- _DATA IN THIS EXERCISE_:
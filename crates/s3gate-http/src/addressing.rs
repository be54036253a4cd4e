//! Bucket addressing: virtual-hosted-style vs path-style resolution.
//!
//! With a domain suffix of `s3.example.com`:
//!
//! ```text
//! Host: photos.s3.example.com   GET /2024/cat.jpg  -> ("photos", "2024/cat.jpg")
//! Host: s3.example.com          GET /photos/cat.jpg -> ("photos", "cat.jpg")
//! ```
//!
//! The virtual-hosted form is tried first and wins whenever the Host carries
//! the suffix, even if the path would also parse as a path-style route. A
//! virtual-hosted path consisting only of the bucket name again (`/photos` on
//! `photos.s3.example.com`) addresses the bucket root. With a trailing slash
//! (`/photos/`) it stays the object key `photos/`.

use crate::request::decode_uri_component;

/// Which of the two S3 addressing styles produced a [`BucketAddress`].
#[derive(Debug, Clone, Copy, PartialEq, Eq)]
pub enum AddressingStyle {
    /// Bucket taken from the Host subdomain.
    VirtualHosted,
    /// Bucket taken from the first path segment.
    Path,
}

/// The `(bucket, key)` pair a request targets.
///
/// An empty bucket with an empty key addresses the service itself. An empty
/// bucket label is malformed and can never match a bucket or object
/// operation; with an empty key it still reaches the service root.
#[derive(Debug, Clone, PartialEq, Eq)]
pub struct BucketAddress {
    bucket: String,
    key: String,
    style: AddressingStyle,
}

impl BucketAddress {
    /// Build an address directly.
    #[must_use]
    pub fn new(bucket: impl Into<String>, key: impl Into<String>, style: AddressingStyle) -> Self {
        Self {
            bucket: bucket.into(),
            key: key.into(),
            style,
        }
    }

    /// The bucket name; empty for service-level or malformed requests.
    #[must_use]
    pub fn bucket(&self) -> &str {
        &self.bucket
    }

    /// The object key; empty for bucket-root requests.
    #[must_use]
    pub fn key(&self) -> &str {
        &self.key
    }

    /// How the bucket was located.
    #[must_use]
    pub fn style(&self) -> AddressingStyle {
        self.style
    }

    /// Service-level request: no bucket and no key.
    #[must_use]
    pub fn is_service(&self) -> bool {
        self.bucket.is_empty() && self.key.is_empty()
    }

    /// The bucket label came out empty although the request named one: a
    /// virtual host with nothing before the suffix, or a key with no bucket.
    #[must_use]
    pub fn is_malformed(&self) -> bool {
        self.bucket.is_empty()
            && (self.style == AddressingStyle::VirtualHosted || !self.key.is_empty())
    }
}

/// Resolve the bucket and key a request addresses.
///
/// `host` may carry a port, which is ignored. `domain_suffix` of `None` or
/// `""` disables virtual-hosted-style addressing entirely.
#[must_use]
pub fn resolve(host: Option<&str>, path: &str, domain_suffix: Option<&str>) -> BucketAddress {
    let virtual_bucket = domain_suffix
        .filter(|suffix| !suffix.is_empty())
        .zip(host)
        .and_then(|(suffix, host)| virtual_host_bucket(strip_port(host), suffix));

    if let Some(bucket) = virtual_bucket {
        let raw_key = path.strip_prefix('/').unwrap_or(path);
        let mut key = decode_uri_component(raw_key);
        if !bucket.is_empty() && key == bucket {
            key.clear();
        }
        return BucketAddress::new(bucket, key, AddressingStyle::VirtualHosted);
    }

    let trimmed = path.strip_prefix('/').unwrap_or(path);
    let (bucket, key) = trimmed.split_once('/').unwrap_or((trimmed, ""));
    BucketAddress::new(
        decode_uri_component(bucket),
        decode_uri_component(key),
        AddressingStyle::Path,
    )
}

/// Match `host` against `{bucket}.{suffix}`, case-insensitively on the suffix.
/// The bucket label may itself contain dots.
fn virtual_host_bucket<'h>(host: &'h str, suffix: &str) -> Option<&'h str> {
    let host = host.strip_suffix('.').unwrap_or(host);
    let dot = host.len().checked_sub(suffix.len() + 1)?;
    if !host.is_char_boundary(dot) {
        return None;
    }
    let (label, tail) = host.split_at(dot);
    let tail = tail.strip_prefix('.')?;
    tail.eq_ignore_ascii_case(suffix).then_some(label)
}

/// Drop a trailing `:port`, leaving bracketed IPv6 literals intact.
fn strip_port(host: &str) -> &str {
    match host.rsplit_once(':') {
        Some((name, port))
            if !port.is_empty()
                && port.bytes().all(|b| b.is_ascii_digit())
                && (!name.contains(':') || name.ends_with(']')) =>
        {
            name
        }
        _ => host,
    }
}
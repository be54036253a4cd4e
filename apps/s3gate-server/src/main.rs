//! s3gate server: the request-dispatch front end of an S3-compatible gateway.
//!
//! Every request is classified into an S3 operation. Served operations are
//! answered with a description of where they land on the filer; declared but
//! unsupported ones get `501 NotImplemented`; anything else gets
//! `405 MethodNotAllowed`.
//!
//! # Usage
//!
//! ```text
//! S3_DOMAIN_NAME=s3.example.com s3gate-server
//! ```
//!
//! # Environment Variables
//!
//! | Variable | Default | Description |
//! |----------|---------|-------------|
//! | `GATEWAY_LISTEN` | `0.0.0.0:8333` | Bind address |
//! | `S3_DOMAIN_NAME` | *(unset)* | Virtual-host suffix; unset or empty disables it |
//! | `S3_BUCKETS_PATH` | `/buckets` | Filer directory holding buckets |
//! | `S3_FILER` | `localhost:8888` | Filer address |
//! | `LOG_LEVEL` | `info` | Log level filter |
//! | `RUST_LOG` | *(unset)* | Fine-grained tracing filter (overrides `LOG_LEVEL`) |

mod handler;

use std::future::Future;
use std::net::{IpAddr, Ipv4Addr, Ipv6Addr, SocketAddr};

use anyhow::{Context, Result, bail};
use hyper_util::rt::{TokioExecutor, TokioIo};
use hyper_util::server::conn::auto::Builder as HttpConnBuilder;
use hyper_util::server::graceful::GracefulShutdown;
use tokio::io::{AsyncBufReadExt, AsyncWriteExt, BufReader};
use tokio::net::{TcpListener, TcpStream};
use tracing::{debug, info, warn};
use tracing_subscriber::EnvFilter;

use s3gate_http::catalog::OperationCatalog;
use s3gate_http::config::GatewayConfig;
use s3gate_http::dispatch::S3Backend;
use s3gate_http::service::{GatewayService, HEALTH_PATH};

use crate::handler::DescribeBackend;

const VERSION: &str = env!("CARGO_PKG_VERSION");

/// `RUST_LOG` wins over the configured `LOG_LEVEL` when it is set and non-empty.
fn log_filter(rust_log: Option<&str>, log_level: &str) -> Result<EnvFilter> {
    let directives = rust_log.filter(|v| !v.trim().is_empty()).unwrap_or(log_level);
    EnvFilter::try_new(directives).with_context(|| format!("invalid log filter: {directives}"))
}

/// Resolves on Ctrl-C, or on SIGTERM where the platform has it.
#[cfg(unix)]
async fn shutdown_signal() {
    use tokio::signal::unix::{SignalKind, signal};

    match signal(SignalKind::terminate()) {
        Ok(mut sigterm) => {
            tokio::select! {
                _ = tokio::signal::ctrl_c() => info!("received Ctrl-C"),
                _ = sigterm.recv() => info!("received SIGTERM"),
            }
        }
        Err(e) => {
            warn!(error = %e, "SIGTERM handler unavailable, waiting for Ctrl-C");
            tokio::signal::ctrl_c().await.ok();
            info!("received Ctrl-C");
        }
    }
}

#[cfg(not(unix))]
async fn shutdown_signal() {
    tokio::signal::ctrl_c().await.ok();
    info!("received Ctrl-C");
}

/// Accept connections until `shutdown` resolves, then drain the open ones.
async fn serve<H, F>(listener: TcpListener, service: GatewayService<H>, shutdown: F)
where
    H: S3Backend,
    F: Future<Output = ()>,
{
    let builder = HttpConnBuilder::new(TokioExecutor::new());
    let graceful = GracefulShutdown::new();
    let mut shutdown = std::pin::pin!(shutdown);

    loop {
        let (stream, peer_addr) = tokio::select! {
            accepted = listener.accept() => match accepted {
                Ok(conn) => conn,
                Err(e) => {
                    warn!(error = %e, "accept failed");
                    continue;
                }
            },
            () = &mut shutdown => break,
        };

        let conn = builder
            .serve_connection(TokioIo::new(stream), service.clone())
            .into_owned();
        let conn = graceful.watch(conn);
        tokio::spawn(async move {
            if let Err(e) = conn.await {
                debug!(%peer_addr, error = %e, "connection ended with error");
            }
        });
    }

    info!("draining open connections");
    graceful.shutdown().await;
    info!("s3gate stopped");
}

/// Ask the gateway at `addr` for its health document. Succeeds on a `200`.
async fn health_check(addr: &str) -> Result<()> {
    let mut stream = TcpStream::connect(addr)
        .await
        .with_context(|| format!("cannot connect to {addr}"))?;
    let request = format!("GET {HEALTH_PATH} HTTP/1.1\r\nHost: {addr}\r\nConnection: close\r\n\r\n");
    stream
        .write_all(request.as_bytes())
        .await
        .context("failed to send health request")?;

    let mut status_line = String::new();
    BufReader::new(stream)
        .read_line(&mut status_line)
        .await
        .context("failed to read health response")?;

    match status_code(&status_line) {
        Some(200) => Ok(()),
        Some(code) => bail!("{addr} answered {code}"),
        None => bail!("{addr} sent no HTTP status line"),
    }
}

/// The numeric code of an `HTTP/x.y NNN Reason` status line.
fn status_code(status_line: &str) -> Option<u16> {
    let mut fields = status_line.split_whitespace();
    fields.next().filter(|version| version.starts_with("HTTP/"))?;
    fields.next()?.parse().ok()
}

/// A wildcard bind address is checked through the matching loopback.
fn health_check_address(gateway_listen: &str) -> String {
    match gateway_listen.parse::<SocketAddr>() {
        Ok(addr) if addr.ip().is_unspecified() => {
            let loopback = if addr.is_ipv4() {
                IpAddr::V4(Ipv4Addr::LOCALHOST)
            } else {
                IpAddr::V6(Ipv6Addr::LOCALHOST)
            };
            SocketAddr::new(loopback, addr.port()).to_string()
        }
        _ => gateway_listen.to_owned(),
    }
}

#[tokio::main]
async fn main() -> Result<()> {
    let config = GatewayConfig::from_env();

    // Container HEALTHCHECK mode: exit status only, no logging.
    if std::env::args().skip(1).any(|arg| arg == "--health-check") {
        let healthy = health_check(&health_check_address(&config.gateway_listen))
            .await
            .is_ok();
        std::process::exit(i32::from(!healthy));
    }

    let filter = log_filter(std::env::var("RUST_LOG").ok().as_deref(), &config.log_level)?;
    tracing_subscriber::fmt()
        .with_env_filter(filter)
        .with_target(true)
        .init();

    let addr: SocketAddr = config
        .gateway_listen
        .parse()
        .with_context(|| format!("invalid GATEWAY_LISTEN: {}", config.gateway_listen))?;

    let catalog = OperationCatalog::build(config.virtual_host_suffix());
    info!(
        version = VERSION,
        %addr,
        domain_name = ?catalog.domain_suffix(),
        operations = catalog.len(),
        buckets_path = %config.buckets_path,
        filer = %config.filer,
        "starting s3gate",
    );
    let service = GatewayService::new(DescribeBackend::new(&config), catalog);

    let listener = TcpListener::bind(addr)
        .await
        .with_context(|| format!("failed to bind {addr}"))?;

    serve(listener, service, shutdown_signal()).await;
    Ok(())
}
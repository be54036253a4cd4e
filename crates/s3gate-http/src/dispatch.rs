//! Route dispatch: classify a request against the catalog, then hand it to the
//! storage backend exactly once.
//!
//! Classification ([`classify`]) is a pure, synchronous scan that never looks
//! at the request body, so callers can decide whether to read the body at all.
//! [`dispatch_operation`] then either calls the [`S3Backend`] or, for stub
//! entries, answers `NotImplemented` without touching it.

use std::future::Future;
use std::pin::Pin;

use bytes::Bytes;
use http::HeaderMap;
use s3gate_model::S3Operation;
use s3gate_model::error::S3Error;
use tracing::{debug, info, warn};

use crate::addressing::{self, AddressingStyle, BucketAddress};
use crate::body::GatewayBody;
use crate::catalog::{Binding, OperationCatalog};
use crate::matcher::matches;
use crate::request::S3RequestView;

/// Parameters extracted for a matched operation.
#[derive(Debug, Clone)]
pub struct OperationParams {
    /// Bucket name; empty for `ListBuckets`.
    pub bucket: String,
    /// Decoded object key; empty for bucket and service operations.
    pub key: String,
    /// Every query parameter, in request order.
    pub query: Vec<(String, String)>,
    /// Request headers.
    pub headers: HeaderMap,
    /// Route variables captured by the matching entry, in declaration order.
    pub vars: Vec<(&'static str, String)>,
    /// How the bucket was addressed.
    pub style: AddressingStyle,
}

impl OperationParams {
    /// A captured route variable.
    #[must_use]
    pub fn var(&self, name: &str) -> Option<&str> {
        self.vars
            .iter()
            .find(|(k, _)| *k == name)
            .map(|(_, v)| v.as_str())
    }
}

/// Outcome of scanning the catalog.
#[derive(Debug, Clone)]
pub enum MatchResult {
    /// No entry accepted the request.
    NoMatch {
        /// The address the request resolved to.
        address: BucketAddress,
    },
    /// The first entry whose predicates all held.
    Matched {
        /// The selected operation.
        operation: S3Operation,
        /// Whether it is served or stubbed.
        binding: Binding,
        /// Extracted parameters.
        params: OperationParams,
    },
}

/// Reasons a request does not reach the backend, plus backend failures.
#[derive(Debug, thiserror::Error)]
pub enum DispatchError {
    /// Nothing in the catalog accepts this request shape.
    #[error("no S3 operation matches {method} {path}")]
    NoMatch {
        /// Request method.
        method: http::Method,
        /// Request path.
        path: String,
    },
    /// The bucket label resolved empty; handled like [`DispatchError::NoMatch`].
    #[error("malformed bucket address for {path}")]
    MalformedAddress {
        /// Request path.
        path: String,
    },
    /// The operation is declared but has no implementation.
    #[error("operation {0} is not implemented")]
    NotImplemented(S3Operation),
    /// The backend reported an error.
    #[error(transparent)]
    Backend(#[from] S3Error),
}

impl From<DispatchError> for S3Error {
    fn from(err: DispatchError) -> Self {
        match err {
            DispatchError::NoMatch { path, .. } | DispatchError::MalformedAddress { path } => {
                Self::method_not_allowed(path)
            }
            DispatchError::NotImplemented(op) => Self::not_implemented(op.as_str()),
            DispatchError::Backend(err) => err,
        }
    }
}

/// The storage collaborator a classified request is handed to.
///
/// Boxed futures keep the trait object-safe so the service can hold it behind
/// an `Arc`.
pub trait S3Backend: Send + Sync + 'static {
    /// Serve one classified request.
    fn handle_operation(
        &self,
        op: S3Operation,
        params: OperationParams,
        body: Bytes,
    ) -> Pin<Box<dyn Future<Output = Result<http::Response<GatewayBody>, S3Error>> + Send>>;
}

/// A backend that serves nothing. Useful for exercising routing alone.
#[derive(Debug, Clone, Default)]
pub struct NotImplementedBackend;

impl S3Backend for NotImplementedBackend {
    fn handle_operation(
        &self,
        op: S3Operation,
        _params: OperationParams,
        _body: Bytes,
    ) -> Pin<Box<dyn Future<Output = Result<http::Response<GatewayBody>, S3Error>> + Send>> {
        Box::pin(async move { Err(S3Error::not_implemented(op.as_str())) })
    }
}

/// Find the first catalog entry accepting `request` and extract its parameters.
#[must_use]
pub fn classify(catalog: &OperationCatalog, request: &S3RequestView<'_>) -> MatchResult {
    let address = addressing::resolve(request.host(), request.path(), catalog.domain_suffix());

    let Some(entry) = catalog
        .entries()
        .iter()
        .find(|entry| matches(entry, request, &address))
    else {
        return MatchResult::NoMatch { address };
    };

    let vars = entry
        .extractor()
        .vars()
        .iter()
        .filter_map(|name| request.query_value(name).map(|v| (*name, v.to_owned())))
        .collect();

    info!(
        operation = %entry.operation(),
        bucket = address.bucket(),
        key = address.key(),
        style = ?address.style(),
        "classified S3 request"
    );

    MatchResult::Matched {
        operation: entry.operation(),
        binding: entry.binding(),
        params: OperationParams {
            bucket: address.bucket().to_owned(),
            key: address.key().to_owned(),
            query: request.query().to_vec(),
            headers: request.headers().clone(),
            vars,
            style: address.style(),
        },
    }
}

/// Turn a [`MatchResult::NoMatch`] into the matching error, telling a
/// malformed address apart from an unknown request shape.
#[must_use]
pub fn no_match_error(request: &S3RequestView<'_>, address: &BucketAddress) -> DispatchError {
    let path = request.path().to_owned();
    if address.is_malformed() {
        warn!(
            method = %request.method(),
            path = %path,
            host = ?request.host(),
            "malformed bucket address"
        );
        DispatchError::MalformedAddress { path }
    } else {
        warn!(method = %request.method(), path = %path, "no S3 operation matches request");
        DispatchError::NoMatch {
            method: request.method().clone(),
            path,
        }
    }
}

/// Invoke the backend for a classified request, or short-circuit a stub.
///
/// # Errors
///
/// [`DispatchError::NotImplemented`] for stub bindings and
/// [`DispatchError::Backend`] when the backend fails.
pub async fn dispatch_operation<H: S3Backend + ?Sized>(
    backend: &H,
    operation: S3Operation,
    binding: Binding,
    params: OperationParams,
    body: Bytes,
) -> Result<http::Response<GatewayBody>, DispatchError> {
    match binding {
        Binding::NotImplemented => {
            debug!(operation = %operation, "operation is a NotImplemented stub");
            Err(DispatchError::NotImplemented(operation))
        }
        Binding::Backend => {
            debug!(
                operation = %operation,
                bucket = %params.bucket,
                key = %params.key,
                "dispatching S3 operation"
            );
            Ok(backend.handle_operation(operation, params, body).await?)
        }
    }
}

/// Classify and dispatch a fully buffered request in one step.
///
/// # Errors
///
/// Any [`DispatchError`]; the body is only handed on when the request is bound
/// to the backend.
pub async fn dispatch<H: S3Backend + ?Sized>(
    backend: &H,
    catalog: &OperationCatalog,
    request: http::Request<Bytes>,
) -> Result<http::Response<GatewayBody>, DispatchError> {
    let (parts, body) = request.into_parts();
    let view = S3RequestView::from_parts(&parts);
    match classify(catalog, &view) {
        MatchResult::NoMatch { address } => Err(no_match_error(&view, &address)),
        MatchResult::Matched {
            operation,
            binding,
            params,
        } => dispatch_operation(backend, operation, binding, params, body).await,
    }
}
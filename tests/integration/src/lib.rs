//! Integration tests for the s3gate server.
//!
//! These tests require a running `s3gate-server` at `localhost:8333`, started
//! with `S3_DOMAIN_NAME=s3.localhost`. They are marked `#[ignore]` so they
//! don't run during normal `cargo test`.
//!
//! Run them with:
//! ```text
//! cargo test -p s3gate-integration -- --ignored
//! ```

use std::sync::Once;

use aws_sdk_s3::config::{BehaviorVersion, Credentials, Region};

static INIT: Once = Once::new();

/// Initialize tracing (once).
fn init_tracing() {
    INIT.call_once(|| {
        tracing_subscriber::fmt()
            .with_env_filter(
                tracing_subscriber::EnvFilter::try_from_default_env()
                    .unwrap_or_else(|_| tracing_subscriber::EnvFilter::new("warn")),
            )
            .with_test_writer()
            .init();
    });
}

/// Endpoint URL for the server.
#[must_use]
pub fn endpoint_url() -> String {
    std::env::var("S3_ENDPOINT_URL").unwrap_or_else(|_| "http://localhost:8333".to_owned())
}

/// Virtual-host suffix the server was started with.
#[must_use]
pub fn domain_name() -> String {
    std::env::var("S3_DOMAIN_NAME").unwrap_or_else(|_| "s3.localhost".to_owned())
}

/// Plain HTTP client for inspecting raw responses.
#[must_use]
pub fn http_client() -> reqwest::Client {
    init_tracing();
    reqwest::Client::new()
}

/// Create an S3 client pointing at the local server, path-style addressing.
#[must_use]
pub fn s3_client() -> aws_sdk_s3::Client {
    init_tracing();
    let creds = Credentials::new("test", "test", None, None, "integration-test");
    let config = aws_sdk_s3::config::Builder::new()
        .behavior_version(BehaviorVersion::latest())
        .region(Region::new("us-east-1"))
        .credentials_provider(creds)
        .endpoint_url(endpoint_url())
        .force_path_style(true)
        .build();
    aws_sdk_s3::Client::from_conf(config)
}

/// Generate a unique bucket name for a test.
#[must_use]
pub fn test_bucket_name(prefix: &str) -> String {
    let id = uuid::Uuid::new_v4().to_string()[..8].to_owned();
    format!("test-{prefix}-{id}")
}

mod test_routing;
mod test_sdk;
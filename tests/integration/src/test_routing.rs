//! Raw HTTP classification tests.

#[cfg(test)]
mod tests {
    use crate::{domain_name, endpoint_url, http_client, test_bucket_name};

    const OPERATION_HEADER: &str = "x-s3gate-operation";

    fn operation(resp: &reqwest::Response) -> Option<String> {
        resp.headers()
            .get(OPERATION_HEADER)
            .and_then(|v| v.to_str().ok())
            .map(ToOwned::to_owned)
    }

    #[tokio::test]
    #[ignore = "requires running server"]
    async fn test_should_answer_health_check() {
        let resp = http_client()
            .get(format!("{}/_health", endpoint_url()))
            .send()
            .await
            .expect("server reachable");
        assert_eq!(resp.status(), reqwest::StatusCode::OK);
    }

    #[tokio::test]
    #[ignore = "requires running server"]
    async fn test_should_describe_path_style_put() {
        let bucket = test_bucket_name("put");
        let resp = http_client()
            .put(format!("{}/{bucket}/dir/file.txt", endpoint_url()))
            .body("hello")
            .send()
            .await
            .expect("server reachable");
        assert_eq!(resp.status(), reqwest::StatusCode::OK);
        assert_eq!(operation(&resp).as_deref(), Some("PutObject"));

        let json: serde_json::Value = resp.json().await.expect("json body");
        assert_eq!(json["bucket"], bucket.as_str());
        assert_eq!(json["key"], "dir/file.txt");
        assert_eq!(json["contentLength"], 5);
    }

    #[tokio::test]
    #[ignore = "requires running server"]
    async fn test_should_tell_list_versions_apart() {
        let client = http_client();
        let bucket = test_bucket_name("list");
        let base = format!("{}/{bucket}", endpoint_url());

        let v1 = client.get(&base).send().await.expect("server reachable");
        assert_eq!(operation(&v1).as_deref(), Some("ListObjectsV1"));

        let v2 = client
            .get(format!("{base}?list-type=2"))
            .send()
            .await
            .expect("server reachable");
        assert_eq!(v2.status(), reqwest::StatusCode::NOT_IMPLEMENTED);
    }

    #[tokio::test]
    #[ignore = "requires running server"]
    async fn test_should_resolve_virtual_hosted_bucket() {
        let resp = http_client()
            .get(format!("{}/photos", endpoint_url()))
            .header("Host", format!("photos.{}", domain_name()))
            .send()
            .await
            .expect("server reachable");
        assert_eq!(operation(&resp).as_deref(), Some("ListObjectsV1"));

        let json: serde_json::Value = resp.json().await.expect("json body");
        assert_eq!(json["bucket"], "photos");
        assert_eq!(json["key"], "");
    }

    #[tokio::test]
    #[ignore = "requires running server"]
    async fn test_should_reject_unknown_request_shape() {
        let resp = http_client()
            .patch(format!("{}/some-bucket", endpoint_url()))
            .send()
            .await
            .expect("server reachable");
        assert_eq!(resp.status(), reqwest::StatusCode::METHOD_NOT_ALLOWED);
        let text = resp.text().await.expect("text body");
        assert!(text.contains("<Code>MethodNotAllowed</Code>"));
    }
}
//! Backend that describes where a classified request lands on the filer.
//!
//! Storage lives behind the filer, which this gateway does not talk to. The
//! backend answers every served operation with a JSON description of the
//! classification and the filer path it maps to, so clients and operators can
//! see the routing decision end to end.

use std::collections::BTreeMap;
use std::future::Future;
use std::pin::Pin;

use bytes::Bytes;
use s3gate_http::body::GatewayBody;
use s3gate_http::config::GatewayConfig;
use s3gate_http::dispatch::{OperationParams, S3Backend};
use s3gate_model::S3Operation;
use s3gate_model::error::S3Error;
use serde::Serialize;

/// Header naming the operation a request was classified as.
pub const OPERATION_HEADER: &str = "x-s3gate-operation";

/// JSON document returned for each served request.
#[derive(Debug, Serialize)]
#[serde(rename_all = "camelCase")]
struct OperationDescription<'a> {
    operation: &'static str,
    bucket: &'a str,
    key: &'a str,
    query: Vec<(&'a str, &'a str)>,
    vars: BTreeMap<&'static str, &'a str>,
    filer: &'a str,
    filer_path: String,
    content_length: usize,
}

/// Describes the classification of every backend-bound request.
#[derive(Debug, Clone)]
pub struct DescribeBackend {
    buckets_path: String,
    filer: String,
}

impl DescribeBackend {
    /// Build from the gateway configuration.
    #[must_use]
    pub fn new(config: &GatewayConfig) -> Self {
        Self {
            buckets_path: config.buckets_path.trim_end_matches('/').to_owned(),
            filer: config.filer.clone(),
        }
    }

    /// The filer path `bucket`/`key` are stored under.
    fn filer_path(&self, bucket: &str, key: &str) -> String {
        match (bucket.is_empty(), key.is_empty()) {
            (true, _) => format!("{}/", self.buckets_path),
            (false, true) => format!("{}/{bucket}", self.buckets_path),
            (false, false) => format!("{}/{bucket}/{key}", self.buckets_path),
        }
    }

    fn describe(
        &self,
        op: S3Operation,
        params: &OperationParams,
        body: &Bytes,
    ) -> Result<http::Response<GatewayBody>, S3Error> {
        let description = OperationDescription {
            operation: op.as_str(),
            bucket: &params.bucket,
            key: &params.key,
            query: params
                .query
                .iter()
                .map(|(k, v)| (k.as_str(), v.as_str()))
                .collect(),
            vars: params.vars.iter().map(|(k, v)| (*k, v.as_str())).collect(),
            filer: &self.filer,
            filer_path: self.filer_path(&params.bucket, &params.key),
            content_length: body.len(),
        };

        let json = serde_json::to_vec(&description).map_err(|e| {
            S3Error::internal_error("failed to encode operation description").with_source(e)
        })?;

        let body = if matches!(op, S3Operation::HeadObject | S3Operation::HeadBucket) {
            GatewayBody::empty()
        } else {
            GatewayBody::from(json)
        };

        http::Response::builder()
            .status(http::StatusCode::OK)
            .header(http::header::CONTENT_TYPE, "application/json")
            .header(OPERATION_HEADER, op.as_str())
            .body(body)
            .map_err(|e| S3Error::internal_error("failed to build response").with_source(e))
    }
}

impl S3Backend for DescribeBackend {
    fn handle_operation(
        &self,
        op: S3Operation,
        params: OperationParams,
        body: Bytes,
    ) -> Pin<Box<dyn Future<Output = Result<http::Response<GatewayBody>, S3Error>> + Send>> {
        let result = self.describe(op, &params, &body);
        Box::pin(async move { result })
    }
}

- _TASK BRIEF_:
From the listing above, pick out every line containing "Sized".

- _ANSWER SECTION_:
pub async fn dispatch_operation<H: S3Backend + ?Sized>(
pub async fn dispatch<H: S3Backend + ?Sized>(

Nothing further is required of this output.